To set up your pages, go to your domainname/wordpress
Then log in with user name and password.
Or click on “Your Applications” from the hosting control center, then “My Applications.”
- Search for promo codes (coupons) for godaddy on the Internet: I found gdz952z for a 30 percent discount at checkout. Feel free to use that code, or another you find, at checkout.
- Go to godaddy.com in your browser: Do a domain name search to see if the combination you want for your Web site address is available. I bought chrisharvey.info for $1.99 for the year. You might also check out .com, .org, .me or us. If you click on the code on the selection page, it will explain each domain name.

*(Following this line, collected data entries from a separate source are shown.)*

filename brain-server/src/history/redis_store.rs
use super::{HistoryError, HistoryStore, session_key};
use async_trait::async_trait;
use brain_core::agent::ConversationTurn;
use brain_core::metrics::Metrics;
use brain_core::retry::RetryPolicy;
use redis::AsyncCommands;
use std::future::Future;
use std::sync::Arc;
use tracing::warn;

/// Redis list per session, trimmed on every write.
#[derive(Clone)]
pub struct RedisHistoryStore {
    client: redis::Client,
    max_messages: usize,
    retry: RetryPolicy,
    metrics: Arc<Metrics>,
}

impl RedisHistoryStore {
    pub fn new(
        url: impl AsRef<str>,
        max_messages: usize,
        metrics: Arc<Metrics>,
    ) -> Result<Self, HistoryError> {
        Ok(Self {
            client: redis::Client::open(url.as_ref())?,
            max_messages: max_messages.max(1),
            retry: RetryPolicy::history_store(),
            metrics,
        })
    }

    pub fn with_retry(mut self, retry: RetryPolicy) -> Self {
        self.retry = retry;
        self
    }

    async fn connection(&self) -> Result<redis::aio::MultiplexedConnection, redis::RedisError> {
        self.client.get_multiplexed_async_connection().await
    }

    async fn tracked<T, F, Fut>(&self, operation: &'static str, f: F) -> Result<T, HistoryError>
    where
        F: FnMut() -> Fut,
        Fut: Future<Output = Result<T, HistoryError>>,
    {
        let result = self.retry.run(operation, f).await;
        let status = if result.is_ok() { "success" } else { "error" };
        self.metrics.record_redis_operation(operation, status);
        result
    }
}

#[async_trait]
impl HistoryStore for RedisHistoryStore {
    async fn get(&self, session_id: &str) -> Result<Vec<ConversationTurn>, HistoryError> {
        let key = session_key(session_id);
        let key = key.as_str();
        let entries: Vec<String> = self
            .tracked("get_history", move || async move {
                let mut conn = self.connection().await?;
                let entries: Vec<String> = conn.lrange(key, 0, -1).await?;
                Ok::<_, HistoryError>(entries)
            })
            .await?;

        let mut turns = Vec::with_capacity(entries.len());
        for entry in entries {
            match serde_json::from_str::<ConversationTurn>(&entry) {
                Ok(turn) => turns.push(turn),
                Err(err) => {
                    warn!(session_id, error = %err, "Skipping malformed history entry")
                }
            }
        }
        Ok(turns)
    }

    async fn append(&self, session_id: &str, turn: ConversationTurn) -> Result<(), HistoryError> {
        let key = session_key(session_id);
        let key = key.as_str();
        let payload = serde_json::to_string(&turn)?;
        let payload = payload.as_str();
        let keep = self.max_messages as isize;
        self.tracked("add_message", move || async move {
            let mut conn = self.connection().await?;
            let mut pipe = redis::pipe();
            pipe.atomic()
                .rpush(key, payload)
                .ignore()
                .ltrim(key, -keep, -1)
                .ignore();
            let _: () = pipe.query_async(&mut conn).await?;
            Ok::<_, HistoryError>(())
        })
        .await
    }

    async fn clear(&self, session_id: &str) -> Result<(), HistoryError> {
        let key = session_key(session_id);
        let key = key.as_str();
        self.tracked("clear_history", move || async move {
            let mut conn = self.connection().await?;
            let _: () = conn.del(key).await?;
            Ok::<_, HistoryError>(())
        })
        .await
    }

    async fn ping(&self) -> Result<(), HistoryError> {
        self.tracked("ping", move || async move {
            let mut conn = self.connection().await?;
            let _: String = redis::cmd("PING").query_async(&mut conn).await?;
            Ok::<_, HistoryError>(())
        })
        .await
    }
}
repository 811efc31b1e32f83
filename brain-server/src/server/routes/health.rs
use super::super::dto::{
    ComponentHealth, HealthComponents, HealthResponse, HealthStatus, McpServersHealth,
    ServerHealth,
};
use super::super::state::ServerState;
use axum::Json;
use axum::extract::State;
use brain_core::model::ModelProvider;
use brain_core::tooling::ServerToolCount;
use chrono::Utc;
use std::collections::BTreeMap;
use std::sync::Arc;
use tracing::warn;

#[utoipa::path(
    get,
    path = "/health",
    tag = "ops",
    responses((status = 200, description = "Component health", body = HealthResponse))
)]
pub async fn health_handler<P: ModelProvider>(
    State(state): State<Arc<ServerState<P>>>,
) -> Json<HealthResponse> {
    let history = match state.history.ping().await {
        Ok(()) => ComponentHealth {
            status: HealthStatus::Healthy,
            message: None,
        },
        Err(err) => {
            warn!(error = %err, "History store health check failed");
            ComponentHealth {
                status: HealthStatus::Unhealthy,
                message: Some(err.to_string()),
            }
        }
    };
    let mcp_servers = summarise_servers(state.registry.server_tool_counts().await);

    let status = if history.status == HealthStatus::Unhealthy {
        HealthStatus::Unhealthy
    } else if mcp_servers.status != HealthStatus::Healthy {
        HealthStatus::Degraded
    } else {
        HealthStatus::Healthy
    };

    Json(HealthResponse {
        status,
        version: env!("CARGO_PKG_VERSION").to_string(),
        timestamp: Utc::now().to_rfc3339(),
        components: HealthComponents {
            history,
            mcp_servers,
        },
    })
}

/// A server counts as healthy once it has advertised at least one tool.
pub(crate) fn summarise_servers(counts: Vec<ServerToolCount>) -> McpServersHealth {
    let total = counts.len();
    let mut servers = BTreeMap::new();
    for count in counts {
        let health = match count.tool_count {
            Some(tools) if tools > 0 => ServerHealth {
                status: HealthStatus::Healthy,
                tool_count: Some(tools),
                message: None,
            },
            _ => ServerHealth {
                status: HealthStatus::Unhealthy,
                tool_count: None,
                message: Some("No tools available".to_string()),
            },
        };
        servers.insert(count.server, health);
    }
    let healthy = servers
        .values()
        .filter(|server| server.status == HealthStatus::Healthy)
        .count();

    let status = if healthy == total {
        HealthStatus::Healthy
    } else if healthy > 0 {
        HealthStatus::Degraded
    } else {
        HealthStatus::Unhealthy
    };

    McpServersHealth {
        status,
        healthy,
        total,
        servers,
    }
}
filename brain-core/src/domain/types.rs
use serde::{Deserialize, Serialize};
use serde_json::Value;

#[derive(Debug, Clone, Copy, PartialEq, Eq, Serialize, Deserialize)]
#[serde(rename_all = "lowercase")]
pub enum MessageRole {
    System,
    User,
    Assistant,
    Tool,
}

impl MessageRole {
    pub fn as_str(self) -> &'static str {
        match self {
            MessageRole::System => "system",
            MessageRole::User => "user",
            MessageRole::Assistant => "assistant",
            MessageRole::Tool => "tool",
        }
    }
}

/// A tool invocation requested by the model.
#[derive(Debug, Clone, PartialEq, Serialize, Deserialize)]
pub struct ToolCallRequest {
    pub id: String,
    pub name: String,
    #[serde(default)]
    pub arguments: Value,
}

impl ToolCallRequest {
    pub fn new(id: impl Into<String>, name: impl Into<String>, arguments: Value) -> Self {
        Self {
            id: id.into(),
            name: name.into(),
            arguments,
        }
    }
}

/// One entry of the message sequence sent to the model.
///
/// Assistant messages may carry `tool_calls`; tool messages carry the
/// `tool_call_id` of the request they answer.
#[derive(Debug, Clone, PartialEq, Serialize, Deserialize)]
pub struct ChatMessage {
    pub role: MessageRole,
    pub content: String,
    #[serde(default, skip_serializing_if = "Vec::is_empty")]
    pub tool_calls: Vec<ToolCallRequest>,
    #[serde(default, skip_serializing_if = "Option::is_none")]
    pub tool_call_id: Option<String>,
}

impl ChatMessage {
    pub fn new(role: MessageRole, content: impl Into<String>) -> Self {
        Self {
            role,
            content: content.into(),
            tool_calls: Vec::new(),
            tool_call_id: None,
        }
    }

    pub fn system(content: impl Into<String>) -> Self {
        Self::new(MessageRole::System, content)
    }

    pub fn user(content: impl Into<String>) -> Self {
        Self::new(MessageRole::User, content)
    }

    pub fn assistant(content: impl Into<String>) -> Self {
        Self::new(MessageRole::Assistant, content)
    }

    pub fn assistant_with_tools(content: impl Into<String>, calls: Vec<ToolCallRequest>) -> Self {
        Self {
            tool_calls: calls,
            ..Self::assistant(content)
        }
    }

    pub fn tool_result(call_id: impl Into<String>, content: impl Into<String>) -> Self {
        Self {
            tool_call_id: Some(call_id.into()),
            ..Self::new(MessageRole::Tool, content)
        }
    }

    pub fn has_tool_calls(&self) -> bool {
        !self.tool_calls.is_empty()
    }
}

/// Front-end the message arrived through.
///
/// Unknown values are kept verbatim so they can be logged and labelled, but
/// they contribute no prompt clause.
#[derive(Debug, Clone, Default, PartialEq, Eq, Hash)]
pub enum Interface {
    Voice,
    Telegram,
    #[default]
    Api,
    Other(String),
}

impl Interface {
    pub fn parse(value: &str) -> Self {
        match value {
            "voice" => Interface::Voice,
            "telegram" => Interface::Telegram,
            "api" => Interface::Api,
            other => Interface::Other(other.to_string()),
        }
    }

    pub fn as_str(&self) -> &str {
        match self {
            Interface::Voice => "voice",
            Interface::Telegram => "telegram",
            Interface::Api => "api",
            Interface::Other(value) => value.as_str(),
        }
    }
}

#[derive(Debug, Clone, Default, PartialEq, Eq, Hash)]
pub enum Language {
    Polish,
    #[default]
    English,
    Other(String),
}

impl Language {
    pub fn parse(value: &str) -> Self {
        match value {
            "pl" => Language::Polish,
            "en" => Language::English,
            other => Language::Other(other.to_string()),
        }
    }

    pub fn as_str(&self) -> &str {
        match self {
            Language::Polish => "pl",
            Language::English => "en",
            Language::Other(value) => value.as_str(),
        }
    }
}
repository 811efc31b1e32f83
use super::super::state::ServerState;
use axum::extract::State;
use axum::http::header;
use axum::response::IntoResponse;
use brain_core::model::ModelProvider;
use std::sync::Arc;

const PROMETHEUS_CONTENT_TYPE: &str = "text/plain; version=0.0.4";

#[utoipa::path(
    get,
    path = "/metrics",
    tag = "ops",
    responses((status = 200, description = "Prometheus text exposition", body = String))
)]
pub async fn metrics_handler<P: ModelProvider>(
    State(state): State<Arc<ServerState<P>>>,
) -> impl IntoResponse {
    (
        [(header::CONTENT_TYPE, PROMETHEUS_CONTENT_TYPE)],
        state.metrics.render(),
    )
}
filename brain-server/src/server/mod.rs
//! HTTP front controller.

mod docs;
mod dto;
mod error;
mod middleware;
mod router;
mod routes;
mod state;

pub use docs::ApiDoc;
pub use dto::{
    ChatRequestBody, ChatResponseBody, ErrorResponse, HealthResponse, HealthStatus, ResetResponse,
};
pub use error::ServerError;
pub use router::{build_router, serve};
pub use state::ServerState;
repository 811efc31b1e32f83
pub mod agent;
pub mod retry;
pub mod tooling;
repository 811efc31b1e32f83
pub mod chat;
pub mod health;
pub mod metrics;
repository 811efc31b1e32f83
use crate::config::LoggingSettings;
use std::sync::Once;
use tracing_subscriber::{EnvFilter, fmt};

/// Install the global subscriber once. `RUST_LOG` wins over the configured
/// level.
pub fn init_tracing(settings: &LoggingSettings) {
    static INIT: Once = Once::new();
    INIT.call_once(|| {
        let filter = EnvFilter::try_from_default_env()
            .or_else(|_| EnvFilter::try_new(&settings.level))
            .unwrap_or_else(|_| EnvFilter::new("info"));
        let builder = fmt().with_env_filter(filter).with_target(false).with_level(true);
        if settings.json {
            builder.json().with_current_span(true).init();
        } else {
            builder.init();
        }
    });
}
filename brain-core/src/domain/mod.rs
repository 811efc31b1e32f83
pub mod types;
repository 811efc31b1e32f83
use super::state::ServerState;
use axum::extract::{MatchedPath, Request, State};
use axum::http::HeaderValue;
use axum::middleware::Next;
use axum::response::Response;
use brain_core::model::ModelProvider;
use std::sync::Arc;
use std::time::Instant;
use tracing::{Instrument, info, info_span};
use uuid::Uuid;

pub(crate) const REQUEST_ID_HEADER: &str = "x-request-id";

/// Tags each request with an id, runs it inside a span carrying that id and
/// records the HTTP metrics.
pub(crate) async fn track_requests<P: ModelProvider>(
    State(state): State<Arc<ServerState<P>>>,
    request: Request,
    next: Next,
) -> Response {
    let request_id = Uuid::new_v4().to_string();
    let method = request.method().to_string();
    let endpoint = request
        .extensions()
        .get::<MatchedPath>()
        .map(|path| path.as_str().to_string())
        .unwrap_or_else(|| request.uri().path().to_string());

    let span = info_span!(
        "http_request",
        request_id = request_id.as_str(),
        method = method.as_str(),
        endpoint = endpoint.as_str()
    );
    let started = Instant::now();
    let mut response = next.run(request).instrument(span.clone()).await;
    let elapsed = started.elapsed();
    let status = response.status().as_u16();

    span.in_scope(|| {
        info!(
            status,
            duration_ms = elapsed.as_millis() as u64,
            "Request completed"
        )
    });
    state
        .metrics
        .record_http_request(&method, &endpoint, status, elapsed);

    if let Ok(value) = HeaderValue::from_str(&request_id) {
        response.headers_mut().insert(REQUEST_ID_HEADER, value);
    }
    response
}
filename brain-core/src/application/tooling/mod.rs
mod error;
mod interface;
mod registry;

pub use error::ToolInvokeError;
pub use interface::{ToolDescriptor, ToolServerInterface};
pub use registry::{RegistryOptions, ServerEndpoint, ServerToolCount, ToolRegistry};
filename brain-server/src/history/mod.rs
//! Per-session conversation history.

mod memory;
mod redis_store;

pub use memory::MemoryHistoryStore;
pub use redis_store::RedisHistoryStore;

use async_trait::async_trait;
use brain_core::agent::ConversationTurn;
use brain_core::retry::Retryable;
use thiserror::Error;

#[derive(Debug, Error)]
pub enum HistoryError {
    #[error("redis error: {0}")]
    Redis(#[from] redis::RedisError),
    #[error("json error: {0}")]
    Json(#[from] serde_json::Error),
}

impl Retryable for HistoryError {
    fn is_retryable(&self) -> bool {
        match self {
            HistoryError::Redis(err) => {
                err.is_io_error()
                    || err.is_timeout()
                    || err.is_connection_refusal()
                    || err.is_connection_dropped()
            }
            HistoryError::Json(_) => false,
        }
    }
}

/// Ordered, length-capped transcript per session.
#[async_trait]
pub trait HistoryStore: Send + Sync {
    /// Oldest first.
    async fn get(&self, session_id: &str) -> Result<Vec<ConversationTurn>, HistoryError>;

    /// Appends and trims to the most recent entries.
    async fn append(&self, session_id: &str, turn: ConversationTurn) -> Result<(), HistoryError>;

    async fn clear(&self, session_id: &str) -> Result<(), HistoryError>;

    async fn ping(&self) -> Result<(), HistoryError>;
}

pub(crate) fn session_key(session_id: &str) -> String {
    format!("session:{session_id}:messages")
}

- Complete the Domain Registration Information. IMPORTANT: I used a work address and phone number, because this information will show up on the WHOIS listing, which is public information. I used a work email and left the company box blank. See more info on privacy two bullets down.
- I registered for 1 year, and clicked “unCertified” Domain. (Godaddy charges $4.99 a year to assure consumers you are who you purport to be. You can choose to pay this extra fee if you'd like.)
- Privacy and Domain Protection: If you don’t have a work address, you may have to pay between $11.99 and $24.99 for varying levels of privacy protection on step 3 of the registration process. PLEASE NOTE THAT YOU’RE ALSO ASKED AT CHECKOUT IF YOU’D LIKE A PRIVATE REGISTRATION; AT THIS STEP, YOU CAN BUY IT FOR $6.99 A YEAR. It also asks you at checkout if you’d like to buy .mobi (a mobile account) for $6.99 a year for those interested. I did not do this.
- Choose hosting type. I chose Economy, for 10 gig of space, at $5.19 a month. It unfortunately at this step doesn't ask you for how long; it assumes a year. This can be changed at checkout to shorter periods. You'll see in steps to come.
- At CHECKOUT, be sure to enter your promo code, gdz952z (or another you've found). If this doesn’t work for you, simply search for another coupon on the Internet. Search for godaddy.com promo codes.
- Check your address and password info. I left off my home phone number.
- Be sure to jot down your login info and keep it in a safe place!
- While checking over your info in your cart, you can change your hosting term from 1 year to monthly (3 months or 6 months, for instance), if you'd like to shorten. Click on hosting in the green navigation bar, add 3 months or 6 months of hosting, and then click on your shopping cart to delete the longer option you initially started with (for one year). This cut my order price in half – from about $44 to $26 -- when I chose 6 months.
- Type in your credit card info, click on the terms of agreement, and order.
When done, you may click on Go Directly to My Account to get to your account manager.
We'll pick up at this step on Monday.
You're required to start at least one discussion thread on this blog, as well as to comment on others' posts.
Posts to this blog are in addition to those you will be writing on your personal Wordpress blogs, created in class.